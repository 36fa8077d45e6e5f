/// Database row types — these map directly to SQLite rows.
/// Distinct from plaza-types API models to keep the DB layer independent.

pub struct UserRow {
    pub id: String,
    pub name: String,
    pub email: String,
    pub password: String,
    pub verify_token: Option<String>,
    pub verified: bool,
    pub created_at: String,
}

pub struct PostRow {
    pub id: String,
    pub author_id: String,
    pub author_name: String,
    pub content: String,
    pub created_at: String,
}

pub struct LikeRow {
    pub post_id: String,
    pub user_id: String,
}

pub struct CommentRow {
    pub id: String,
    pub post_id: String,
    pub author_id: String,
    pub author_name: String,
    pub content: String,
    pub created_at: String,
}
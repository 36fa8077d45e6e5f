use axum::{
    http::StatusCode,
    response::{IntoResponse, Response},
    Json,
};
use plaza_types::api::StatusResponse;
use thiserror::Error;
use tracing::error;

/// Request-level error taxonomy. Everything except `Dependency` is
/// user-fixable and recovered into a structured response; `Dependency`
/// is the only class that surfaces as a 500.
#[derive(Debug, Error)]
pub enum ApiError {
    #[error("{0}")]
    Validation(&'static str),

    #[error("email already registered")]
    Conflict,

    #[error("no account with that email")]
    NotFound,

    #[error("verify your email before logging in")]
    NotVerified,

    #[error("incorrect password")]
    InvalidCredentials,

    #[error("invalid or already used verification token")]
    InvalidToken,

    #[error("post not found")]
    PostNotFound,

    #[error("unauthorized")]
    Unauthorized,

    #[error("internal error")]
    Dependency(#[from] anyhow::Error),
}

impl IntoResponse for ApiError {
    fn into_response(self) -> Response {
        let status = match self {
            ApiError::Validation(_) => StatusCode::BAD_REQUEST,
            ApiError::Conflict => StatusCode::CONFLICT,
            ApiError::NotFound => StatusCode::UNAUTHORIZED,
            ApiError::NotVerified => StatusCode::FORBIDDEN,
            ApiError::InvalidCredentials => StatusCode::UNAUTHORIZED,
            ApiError::InvalidToken => StatusCode::BAD_REQUEST,
            ApiError::PostNotFound => StatusCode::NOT_FOUND,
            ApiError::Unauthorized => StatusCode::UNAUTHORIZED,
            ApiError::Dependency(ref e) => {
                // Detail goes to the log, never to the client
                error!("dependency failure: {:#}", e);
                StatusCode::INTERNAL_SERVER_ERROR
            }
        };

        let body = StatusResponse {
            success: false,
            message: self.to_string(),
        };

        (status, Json(body)).into_response()
    }
}

#[cfg(test)]
mod tests {
    use super::*;

    #[test]
    fn dependency_message_is_generic() {
        let err = ApiError::Dependency(anyhow::anyhow!("db path /secret/users.db unreachable"));
        assert_eq!(err.to_string(), "internal error");
    }

    #[test]
    fn user_errors_keep_their_message() {
        assert_eq!(
            ApiError::Conflict.to_string(),
            "email already registered"
        );
        assert_eq!(
            ApiError::Validation("all fields are required").to_string(),
            "all fields are required"
        );
    }
}
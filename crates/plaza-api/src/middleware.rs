use axum::{
    extract::{Request, State},
    http::header,
    middleware::Next,
    response::Response,
};
use jsonwebtoken::{decode, DecodingKey, Validation};

use plaza_types::api::Claims;

use crate::auth::AppState;
use crate::error::ApiError;

/// Extract and validate the session JWT from the Authorization header.
/// The sole authorization gate for every account-scoped route; on success
/// the claims ride along as a request extension.
pub async fn require_auth(
    State(state): State<AppState>,
    mut req: Request,
    next: Next,
) -> Result<Response, ApiError> {
    let auth_header = req
        .headers()
        .get(header::AUTHORIZATION)
        .and_then(|v| v.to_str().ok())
        .ok_or(ApiError::Unauthorized)?;

    let token = auth_header
        .strip_prefix("Bearer ")
        .ok_or(ApiError::Unauthorized)?;

    let claims = decode_token(token, &state.jwt_secret)?;

    req.extensions_mut().insert(claims);
    Ok(next.run(req).await)
}

/// Signature and expiry check. Any failure collapses to `Unauthorized`;
/// the caller learns nothing about why a token was refused.
pub fn decode_token(token: &str, secret: &str) -> Result<Claims, ApiError> {
    decode::<Claims>(
        token,
        &DecodingKey::from_secret(secret.as_bytes()),
        &Validation::default(),
    )
    .map(|data| data.claims)
    .map_err(|_| ApiError::Unauthorized)
}
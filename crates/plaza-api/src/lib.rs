pub mod auth;
pub mod error;
pub mod middleware;
pub mod posts;
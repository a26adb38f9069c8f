//! Product catalog handlers

use axum::{
    extract::{Extension, Query, State},
    Json,
};
use tracing::info;
use validator::Validate;

use core_kernel::{Page, ProductId, DEFAULT_PAGE_SIZE};
use domain_catalog::Product;

use crate::auth::Claims;
use crate::dto::product::{
    CreateProductRequest, ProductListQuery, ProductListResponse, ProductResponse,
    UpdateProductRequest,
};
use crate::dto::{DeleteResponse, IdListQuery};
use crate::error::ApiError;
use crate::AppState;

/// Lists products, optionally narrowed by a name substring
pub async fn list_products(
    State(state): State<AppState>,
    Query(query): Query<ProductListQuery>,
) -> Result<Json<ProductListResponse>, ApiError> {
    let page = Page::new(
        query.page.unwrap_or(1),
        query.limit.unwrap_or(DEFAULT_PAGE_SIZE),
    );
    let search = query.search.as_deref().filter(|s| !s.is_empty());

    let (products, total) = state.products.list(search, page).await?;

    Ok(Json(ProductListResponse {
        products: products.into_iter().map(ProductResponse::from).collect(),
        page: page.number,
        limit: page.size,
        total,
    }))
}

pub async fn create_product(
    State(state): State<AppState>,
    Json(request): Json<CreateProductRequest>,
) -> Result<Json<ProductResponse>, ApiError> {
    request.validate()?;

    let product = Product::new(request.name, request.price)?;
    state.products.insert(&product).await?;

    info!(product_id = %product.id, name = %product.name, "Product created");

    Ok(Json(ProductResponse::from(product)))
}

pub async fn update_product(
    State(state): State<AppState>,
    Json(request): Json<UpdateProductRequest>,
) -> Result<Json<ProductResponse>, ApiError> {
    request.validate()?;

    let product = Product {
        id: request.id,
        name: request.name,
        price: request.price,
    };
    product.validate()?;
    state.products.update(&product).await?;

    Ok(Json(ProductResponse::from(product)))
}

/// Bulk delete; admin only, idempotent over missing ids
pub async fn delete_products(
    State(state): State<AppState>,
    Extension(claims): Extension<Claims>,
    Query(query): Query<IdListQuery>,
) -> Result<Json<DeleteResponse>, ApiError> {
    if !claims.role.is_admin() {
        return Err(ApiError::Forbidden("admin role required".to_string()));
    }

    let ids: Vec<ProductId> = query.parse_ids()?;
    let deleted = state.products.delete_many(&ids).await?;

    info!(requested = ids.len(), deleted, "Products deleted");

    Ok(Json(DeleteResponse { deleted }))
}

TASK ITEM: All of the records above should be transcribed exactly.

YOUR RESPONSE:
repository 36fa8077d45e6e5f
/// Database row types — these map directly to SQLite rows.
/// Distinct from plaza-types API models to keep the DB layer independent.

pub struct UserRow {
    pub id: String,
    pub name: String,
    pub email: String,
    pub password: String,
    pub verify_token: Option<String>,
    pub verified: bool,
    pub created_at: String,
}

pub struct PostRow {
    pub id: String,
    pub author_id: String,
    pub author_name: String,
    pub content: String,
    pub created_at: String,
}

pub struct LikeRow {
    pub post_id: String,
    pub user_id: String,
}

pub struct CommentRow {
    pub id: String,
    pub post_id: String,
    pub author_id: String,
    pub author_name: String,
    pub content: String,
    pub created_at: String,
}
repository 36fa8077d45e6e5f
use axum::{
    http::StatusCode,
    response::{IntoResponse, Response},
    Json,
};
use plaza_types::api::StatusResponse;
use thiserror::Error;
use tracing::error;

/// Request-level error taxonomy. Everything except `Dependency` is
/// user-fixable and recovered into a structured response; `Dependency`
/// is the only class that surfaces as a 500.
#[derive(Debug, Error)]
pub enum ApiError {
    #[error("{0}")]
    Validation(&'static str),

    #[error("email already registered")]
    Conflict,

    #[error("no account with that email")]
    NotFound,

    #[error("verify your email before logging in")]
    NotVerified,

    #[error("incorrect password")]
    InvalidCredentials,

    #[error("invalid or already used verification token")]
    InvalidToken,

    #[error("post not found")]
    PostNotFound,

    #[error("unauthorized")]
    Unauthorized,

    #[error("internal error")]
    Dependency(#[from] anyhow::Error),
}

impl IntoResponse for ApiError {
    fn into_response(self) -> Response {
        let status = match self {
            ApiError::Validation(_) => StatusCode::BAD_REQUEST,
            ApiError::Conflict => StatusCode::CONFLICT,
            ApiError::NotFound => StatusCode::UNAUTHORIZED,
            ApiError::NotVerified => StatusCode::FORBIDDEN,
            ApiError::InvalidCredentials => StatusCode::UNAUTHORIZED,
            ApiError::InvalidToken => StatusCode::BAD_REQUEST,
            ApiError::PostNotFound => StatusCode::NOT_FOUND,
            ApiError::Unauthorized => StatusCode::UNAUTHORIZED,
            ApiError::Dependency(ref e) => {
                // Detail goes to the log, never to the client
                error!("dependency failure: {:#}", e);
                StatusCode::INTERNAL_SERVER_ERROR
            }
        };

        let body = StatusResponse {
            success: false,
            message: self.to_string(),
        };

        (status, Json(body)).into_response()
    }
}

#[cfg(test)]
mod tests {
    use super::*;

    #[test]
    fn dependency_message_is_generic() {
        let err = ApiError::Dependency(anyhow::anyhow!("db path /secret/users.db unreachable"));
        assert_eq!(err.to_string(), "internal error");
    }

    #[test]
    fn user_errors_keep_their_message() {
        assert_eq!(
            ApiError::Conflict.to_string(),
            "email already registered"
        );
        assert_eq!(
            ApiError::Validation("all fields are required").to_string(),
            "all fields are required"
        );
    }
}
filename crates/plaza-api/src/middleware.rs
use axum::{
    extract::{Request, State},
    http::header,
    middleware::Next,
    response::Response,
};
use jsonwebtoken::{decode, DecodingKey, Validation};

use plaza_types::api::Claims;

use crate::auth::AppState;
use crate::error::ApiError;

/// Extract and validate the session JWT from the Authorization header.
/// The sole authorization gate for every account-scoped route; on success
/// the claims ride along as a request extension.
pub async fn require_auth(
    State(state): State<AppState>,
    mut req: Request,
    next: Next,
) -> Result<Response, ApiError> {
    let auth_header = req
        .headers()
        .get(header::AUTHORIZATION)
        .and_then(|v| v.to_str().ok())
        .ok_or(ApiError::Unauthorized)?;

    let token = auth_header
        .strip_prefix("Bearer ")
        .ok_or(ApiError::Unauthorized)?;

    let claims = decode_token(token, &state.jwt_secret)?;

    req.extensions_mut().insert(claims);
    Ok(next.run(req).await)
}

/// Signature and expiry check. Any failure collapses to `Unauthorized`;
/// the caller learns nothing about why a token was refused.
pub fn decode_token(token: &str, secret: &str) -> Result<Claims, ApiError> {
    decode::<Claims>(
        token,
        &DecodingKey::from_secret(secret.as_bytes()),
        &Validation::default(),
    )
    .map(|data| data.claims)
    .map_err(|_| ApiError::Unauthorized)
}
filename crates/plaza-api/src/lib.rs
pub mod auth;
pub mod error;
pub mod middleware;
pub mod posts;
repository a26adb38f9069c8f
//! Product catalog handlers

use axum::{
    extract::{Extension, Query, State},
    Json,
};
use tracing::info;
use validator::Validate;

use core_kernel::{Page, ProductId, DEFAULT_PAGE_SIZE};
use domain_catalog::Product;

use crate::auth::Claims;
use crate::dto::product::{
    CreateProductRequest, ProductListQuery, ProductListResponse, ProductResponse,
    UpdateProductRequest,
};
use crate::dto::{DeleteResponse, IdListQuery};
use crate::error::ApiError;
use crate::AppState;

/// Lists products, optionally narrowed by a name substring
pub async fn list_products(
    State(state): State<AppState>,
    Query(query): Query<ProductListQuery>,
) -> Result<Json<ProductListResponse>, ApiError> {
    let page = Page::new(
        query.page.unwrap_or(1),
        query.limit.unwrap_or(DEFAULT_PAGE_SIZE),
    );
    let search = query.search.as_deref().filter(|s| !s.is_empty());

    let (products, total) = state.products.list(search, page).await?;

    Ok(Json(ProductListResponse {
        products: products.into_iter().map(ProductResponse::from).collect(),
        page: page.number,
        limit: page.size,
        total,
    }))
}

pub async fn create_product(
    State(state): State<AppState>,
    Json(request): Json<CreateProductRequest>,
) -> Result<Json<ProductResponse>, ApiError> {
    request.validate()?;

    let product = Product::new(request.name, request.price)?;
    state.products.insert(&product).await?;

    info!(product_id = %product.id, name = %product.name, "Product created");

    Ok(Json(ProductResponse::from(product)))
}

pub async fn update_product(
    State(state): State<AppState>,
    Json(request): Json<UpdateProductRequest>,
) -> Result<Json<ProductResponse>, ApiError> {
    request.validate()?;

    let product = Product {
        id: request.id,
        name: request.name,
        price: request.price,
    };
    product.validate()?;
    state.products.update(&product).await?;

    Ok(Json(ProductResponse::from(product)))
}

/// Bulk delete; admin only, idempotent over missing ids
pub async fn delete_products(
    State(state): State<AppState>,
    Extension(claims): Extension<Claims>,
    Query(query): Query<IdListQuery>,
) -> Result<Json<DeleteResponse>, ApiError> {
    if !claims.role.is_admin() {
        return Err(ApiError::Forbidden("admin role required".to_string()));
    }

    let ids: Vec<ProductId> = query.parse_ids()?;
    let deleted = state.products.delete_many(&ids).await?;

    info!(requested = ids.len(), deleted, "Products deleted");

    Ok(Json(DeleteResponse { deleted }))
}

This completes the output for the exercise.